What can Llama 4 AI models do? A breakthrough, but with reservations.

Llama 4 AI models, a new family of open-source models from Meta, are designed for both text and image processing, featuring a “mixture of experts” architecture for efficient processing and a large context window, enabling tasks like advanced image understanding, creative text generation, and general-purpose AI assistance.

Meta* has released a fresh generation of open Llama models. They stand out with a huge context of up to 10 million tokens, are optimized for coding, multilingual tasks, and the creation of autonomous systems (agents). In practice, however, the novelties turned out to be not as good as on paper. Let’s summarize the experts’ data.

Key Improvements and Features

All iterations of Llama 4 are built on the Moe (Mixture of Experts) principle. It is already used by many competitors, including DeepSeek V3 and Grok. This approach effectively uses the resources of the neural network, dividing it into several expert submodels. For each request, only a fraction of the total number of task-specific settings are activated. This improves the quality of answers while saving computing power. The three versions of the Llama 4 (small, medium and large) offer the following features:

Llama 4 AI models Scout: 109B general parameters, 17B active, 16 experts. The context is 10 million tokens, which is 80 times more than Llama 3. Leadership in their class is declared in terms of reasoning, working with pictures (accepted up to five at a time), code and long context. In benchmarks, it is ahead of Gemini 2.0 Flash-Lite, Mistral 3.1 and Gemma 3.
Llama 4 AI models Maverick: 400B total, 17B active, 128 experts. The context is 1 million tokens. In terms of numbers, GPT-4o and Gemini 2.0 Flash are better, comparable to DeepSeek v3.1 in a smaller size. It reached the top of the LMArena ELO rating with a score of 1417.
Llama 4 AI models Behemoth: 2 trillion common parameters, 288B active, 16 experts. It is in development and is not yet available to the public. With its help, two small versions were taught. In STEM benchmarks, it outperforms GPT-4.5, Claude Sonnet 3.7 and Gemini 2.0 Pro.

The systems are multimodal, that is, they are able to perceive text, images and video. 12 languages are supported, although Russian is not among them. In the line, alas, there is no folk modification of the model that could be launched on consumer hardware. Even the younger Scout requires at least 80 GB of video memory, which allows it to function only on a single H100 GPU with 4-bit quantization. The release is now limited to instant Instruct output, but later the developer will introduce Llama 4 with the Reasoning feature.

Llama 4 AI models

Nuances in independent tests

As it turned out, Maverick’s achievements on the LMArena portal may not be entirely objective, since the behavior of the model on the site is very different from the public version on Hugging Face. This means that the testers were provided with a different version of the neural network tailored to communication. Programming benchmarks also show contradictory results: even the compact Qwen2.5-coder 32B beats Llama 4, not to mention DeepSeek V3. In some cases, the predecessor Llama 3.3 70B was ahead.

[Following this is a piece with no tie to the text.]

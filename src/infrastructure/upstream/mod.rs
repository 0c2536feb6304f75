//! HTTP client for the upstream link/post store.

mod http_store;

pub use http_store::HttpUpstreamStore;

With regard to the long context, not everything is smooth either. The company admitted that directly during the training, the context provided did not exceed 256 thousand tokens. And it was expanded to 10 million after the fact. As a result, there are problems in the scenarios that assess the emotional intelligence of the LLM and the ability to process large texts. An even more visual representation of the quality of Llama 4 is provided by the complex metric Artificial Analysis Index. In it, the novelty is inferior to almost all current competitors, occupying ninth place.

Probably, further optimization of the service will help improve the situation. The creators explained that the temporary difficulties are caused not by the limitations of the models themselves, but by the haste of their release.